Requirement » Search the data for the string "RegisterIdentityDocumentCommand" and gather each line it is in.

Provided data »
------------------------

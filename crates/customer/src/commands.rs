//! Customer commands.
//!
//! Field names serialize in camelCase so the HTTP layer can accept them
//! directly.

use chrono::{DateTime, NaiveDate, Utc};
use serde::{Deserialize, Serialize};

/// Party kind of a natural person.
pub const KIND_INDIVIDUAL: &str = "INDIVIDUAL";
/// Party kind of a legal entity.
pub const KIND_ORGANIZATION: &str = "ORGANIZATION";

/// The party every other registration hangs off.
#[derive(Debug, Clone, PartialEq, Serialize, Deserialize)]
#[serde(rename_all = "camelCase")]
pub struct RegisterPartyCommand {
    /// `INDIVIDUAL` or `ORGANIZATION`.
    pub party_kind: String,
    pub preferred_language: Option<String>,
    pub record_source: Option<String>,
}

impl RegisterPartyCommand {
    pub fn individual() -> Self {
        Self {
            party_kind: KIND_INDIVIDUAL.to_string(),
            preferred_language: None,
            record_source: None,
        }
    }

    pub fn organization() -> Self {
        Self {
            party_kind: KIND_ORGANIZATION.to_string(),
            preferred_language: None,
            record_source: None,
        }
    }
}

#[derive(Debug, Clone, Default, PartialEq, Serialize, Deserialize)]
#[serde(rename_all = "camelCase", default)]
pub struct RegisterNaturalPersonCommand {
    pub first_name: String,
    pub middle_name: Option<String>,
    pub first_surname: String,
    pub second_surname: Option<String>,
    pub date_of_birth: Option<NaiveDate>,
    pub place_of_birth: Option<String>,
    pub gender: Option<String>,
    pub marital_status: Option<String>,
    pub tax_identification_number: Option<String>,
    pub residency_status: Option<String>,
    pub title_id: Option<i64>,
    pub nationality_id: Option<i64>,
    pub country_of_residence_id: Option<i64>,
    pub avatar_url: Option<String>,
}

impl RegisterNaturalPersonCommand {
    pub fn new(first_name: impl Into<String>, first_surname: impl Into<String>) -> Self {
        Self {
            first_name: first_name.into(),
            first_surname: first_surname.into(),
            ..Self::default()
        }
    }

    /// Full display name, skipping absent parts.
    pub fn full_name(&self) -> String {
        [
            Some(self.first_name.as_str()),
            self.middle_name.as_deref(),
            Some(self.first_surname.as_str()),
            self.second_surname.as_deref(),
        ]
        .into_iter()
        .flatten()
        .filter(|s| !s.is_empty())
        .collect::<Vec<_>>()
        .join(" ")
    }
}

#[derive(Debug, Clone, Default, PartialEq, Serialize, Deserialize)]
#[serde(rename_all = "camelCase", default)]
pub struct RegisterLegalPersonCommand {
    pub legal_name: String,
    pub trade_name: Option<String>,
    pub registration_number: Option<String>,
    pub tax_identification_number: Option<String>,
    pub legal_form_id: Option<i64>,
    pub date_of_incorporation: Option<NaiveDate>,
    pub business_activity: Option<String>,
    pub number_of_employees: Option<u32>,
    pub share_capital: Option<f64>,
    pub website_url: Option<String>,
    pub incorporation_country: Option<i64>,
    pub phone_number: Option<String>,
    pub email_address: Option<String>,
    pub main_contact_name: Option<String>,
    pub main_contact_title: Option<String>,
    pub logo_url: Option<String>,
}

impl RegisterLegalPersonCommand {
    pub fn new(legal_name: impl Into<String>) -> Self {
        Self {
            legal_name: legal_name.into(),
            ..Self::default()
        }
    }
}

/// One entry of a party's status history.
#[derive(Debug, Clone, PartialEq, Serialize, Deserialize)]
#[serde(rename_all = "camelCase")]
pub struct RegisterStatusEntryCommand {
    pub party_id: Option<i64>,
    pub status_code: String,
    pub status_reason: Option<String>,
    pub valid_from: DateTime<Utc>,
    pub valid_to: Option<DateTime<Utc>>,
}

impl RegisterStatusEntryCommand {
    pub fn new(status_code: impl Into<String>, status_reason: impl Into<String>) -> Self {
        Self {
            party_id: None,
            status_code: status_code.into(),
            status_reason: Some(status_reason.into()),
            valid_from: Utc::now(),
            valid_to: None,
        }
    }

    pub fn with_party_id(mut self, party_id: i64) -> Self {
        self.party_id = Some(party_id);
        self
    }
}

/// Politically exposed person flag.
#[derive(Debug, Clone, Default, PartialEq, Serialize, Deserialize)]
#[serde(rename_all = "camelCase", default)]
pub struct RegisterPepCommand {
    pub pep: bool,
    pub category: Option<String>,
    pub public_position: Option<String>,
    pub country_of_position_id: Option<i64>,
    pub start_date: Option<NaiveDate>,
    pub end_date: Option<NaiveDate>,
    pub notes: Option<String>,
}

#[derive(Debug, Clone, Default, PartialEq, Serialize, Deserialize)]
#[serde(rename_all = "camelCase", default)]
pub struct RegisterIdentityDocumentCommand {
    pub identity_document_category_id: Option<i64>,
    pub identity_document_type_id: Option<i64>,
    pub document_number: String,
    pub issuing_country_id: Option<i64>,
    pub issue_date: Option<NaiveDate>,
    pub expiry_date: Option<NaiveDate>,
    pub issuing_authority: Option<String>,
    pub validated: bool,
    pub document_uri: Option<String>,
}

#[derive(Debug, Clone, Default, PartialEq, Serialize, Deserialize)]
#[serde(rename_all = "camelCase", default)]
pub struct RegisterAddressCommand {
    pub address_id: Option<i64>,
    pub party_id: Option<i64>,
    pub address_kind: Option<String>,
    pub line1: String,
    pub line2: Option<String>,
    pub city: String,
    pub region: Option<String>,
    pub postal_code: Option<String>,
    pub country_id: Option<i64>,
    pub is_primary: bool,
    pub latitude: Option<f64>,
    pub longitude: Option<f64>,
}

impl RegisterAddressCommand {
    pub fn new(line1: impl Into<String>, city: impl Into<String>) -> Self {
        Self {
            line1: line1.into(),
            city: city.into(),
            ..Self::default()
        }
    }

    pub fn with_party_id(mut self, party_id: i64) -> Self {
        self.party_id = Some(party_id);
        self
    }

    pub fn with_address_id(mut self, address_id: i64) -> Self {
        self.address_id = Some(address_id);
        self
    }
}

#[derive(Debug, Clone, Default, PartialEq, Serialize, Deserialize)]
#[serde(rename_all = "camelCase", default)]
pub struct RegisterEmailCommand {
    pub party_id: Option<i64>,
    pub email: String,
    pub email_kind: Option<String>,
    pub is_primary: bool,
    pub is_verified: bool,
}

impl RegisterEmailCommand {
    pub fn new(email: impl Into<String>) -> Self {
        Self {
            email: email.into(),
            ..Self::default()
        }
    }

    pub fn with_party_id(mut self, party_id: i64) -> Self {
        self.party_id = Some(party_id);
        self
    }
}

#[derive(Debug, Clone, Default, PartialEq, Serialize, Deserialize)]
#[serde(rename_all = "camelCase", default)]
pub struct RegisterPhoneCommand {
    pub party_id: Option<i64>,
    pub phone_number: String,
    pub phone_kind: Option<String>,
    pub is_primary: bool,
    pub is_verified: bool,
    pub extension: Option<String>,
}

impl RegisterPhoneCommand {
    pub fn new(phone_number: impl Into<String>) -> Self {
        Self {
            phone_number: phone_number.into(),
            ..Self::default()
        }
    }

    pub fn with_party_id(mut self, party_id: i64) -> Self {
        self.party_id = Some(party_id);
        self
    }
}

#[derive(Debug, Clone, Default, PartialEq, Serialize, Deserialize)]
#[serde(rename_all = "camelCase", default)]
pub struct RegisterEconomicActivityLinkCommand {
    pub economic_activity_id: i64,
    pub annual_turnover: Option<f64>,
    pub currency_code: Option<String>,
    pub start_date: Option<NaiveDate>,
    pub end_date: Option<NaiveDate>,
    pub is_primary: bool,
}

#[derive(Debug, Clone, Default, PartialEq, Serialize, Deserialize)]
#[serde(rename_all = "camelCase", default)]
pub struct RegisterConsentCommand {
    pub consent_type_id: i64,
    pub granted: bool,
    pub granted_at: Option<DateTime<Utc>>,
    pub revoked_at: Option<DateTime<Utc>>,
    pub channel: Option<String>,
}

#[derive(Debug, Clone, Default, PartialEq, Serialize, Deserialize)]
#[serde(rename_all = "camelCase", default)]
pub struct RegisterPartyProviderCommand {
    pub provider_name: String,
    pub external_reference: Option<String>,
    pub provider_status: Option<String>,
    pub last_sync_date: Option<DateTime<Utc>>,
}

#[derive(Debug, Clone, Default, PartialEq, Serialize, Deserialize)]
#[serde(rename_all = "camelCase", default)]
pub struct RegisterPartyRelationshipCommand {
    pub to_party_id: i64,
    pub relationship_type_id: Option<i64>,
    pub start_date: Option<NaiveDate>,
    pub end_date: Option<NaiveDate>,
    pub active: bool,
    pub notes: Option<String>,
}

#[derive(Debug, Clone, Default, PartialEq, Serialize, Deserialize)]
#[serde(rename_all = "camelCase", default)]
pub struct RegisterPartyGroupMembershipCommand {
    pub group_id: i64,
    pub is_active: bool,
    pub start_date: Option<NaiveDate>,
    pub end_date: Option<NaiveDate>,
    pub notes: Option<String>,
}

/// Everything needed to register one customer.
///
/// Exactly one of `natural_person` / `legal_person` is expected, matching
/// `party.party_kind`; the other is ignored. List fields may be empty.
#[derive(Debug, Clone, PartialEq, Serialize, Deserialize)]
#[serde(rename_all = "camelCase")]
pub struct RegisterCustomerCommand {
    pub party: RegisterPartyCommand,
    #[serde(default)]
    pub natural_person: Option<RegisterNaturalPersonCommand>,
    #[serde(default)]
    pub legal_person: Option<RegisterLegalPersonCommand>,
    #[serde(default)]
    pub status_history: Vec<RegisterStatusEntryCommand>,
    #[serde(default)]
    pub pep: Option<RegisterPepCommand>,
    #[serde(default)]
    pub identity_documents: Vec<RegisterIdentityDocumentCommand>,
    #[serde(default)]
    pub addresses: Vec<RegisterAddressCommand>,
    #[serde(default)]
    pub emails: Vec<RegisterEmailCommand>,
    #[serde(default)]
    pub phones: Vec<RegisterPhoneCommand>,
    #[serde(default)]
    pub economic_activities: Vec<RegisterEconomicActivityLinkCommand>,
    #[serde(default)]
    pub consents: Vec<RegisterConsentCommand>,
    #[serde(default)]
    pub providers: Vec<RegisterPartyProviderCommand>,
    #[serde(default)]
    pub relationships: Vec<RegisterPartyRelationshipCommand>,
    #[serde(default)]
    pub group_memberships: Vec<RegisterPartyGroupMembershipCommand>,
}

impl RegisterCustomerCommand {
    /// A natural-person registration with no sub-resources.
    pub fn individual(person: RegisterNaturalPersonCommand) -> Self {
        Self::empty(RegisterPartyCommand::individual(), Some(person), None)
    }

    /// A legal-entity registration with no sub-resources.
    pub fn organization(entity: RegisterLegalPersonCommand) -> Self {
        Self::empty(RegisterPartyCommand::organization(), None, Some(entity))
    }

    fn empty(
        party: RegisterPartyCommand,
        natural_person: Option<RegisterNaturalPersonCommand>,
        legal_person: Option<RegisterLegalPersonCommand>,
    ) -> Self {
        Self {
            party,
            natural_person,
            legal_person,
            status_history: Vec::new(),
            pep: None,
            identity_documents: Vec::new(),
            addresses: Vec::new(),
            emails: Vec::new(),
            phones: Vec::new(),
            economic_activities: Vec::new(),
            consents: Vec::new(),
            providers: Vec::new(),
            relationships: Vec::new(),
            group_memberships: Vec::new(),
        }
    }
}

#[derive(Debug, Clone, PartialEq, Serialize, Deserialize)]
#[serde(rename_all = "camelCase")]
pub struct UpdateNameCommand {
    pub party_id: i64,
    pub new_name: String,
}

#[derive(Debug, Clone, PartialEq, Serialize, Deserialize)]
#[serde(rename_all = "camelCase")]
pub struct RemoveAddressCommand {
    pub party_id: i64,
    pub address_id: i64,
}

#[derive(Debug, Clone, PartialEq, Serialize, Deserialize)]
#[serde(rename_all = "camelCase")]
pub struct RemoveEmailCommand {
    pub party_id: i64,
    pub email_id: i64,
}

#[derive(Debug, Clone, PartialEq, Serialize, Deserialize)]
#[serde(rename_all = "camelCase")]
pub struct RemovePhoneCommand {
    pub party_id: i64,
    pub phone_id: i64,
}

/// Marks an email and/or phone as the party's preferred contact.
#[derive(Debug, Clone, Default, PartialEq, Serialize, Deserialize)]
#[serde(rename_all = "camelCase", default)]
pub struct PreferredChannelCommand {
    pub party_id: Option<i64>,
    pub email_id: Option<i64>,
    pub phone_id: Option<i64>,
}

impl PreferredChannelCommand {
    pub fn with_party_id(mut self, party_id: i64) -> Self {
        self.party_id = Some(party_id);
        self
    }
}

------------------------

Output below »
pub struct RegisterIdentityDocumentCommand {
    pub identity_documents: Vec<RegisterIdentityDocumentCommand>,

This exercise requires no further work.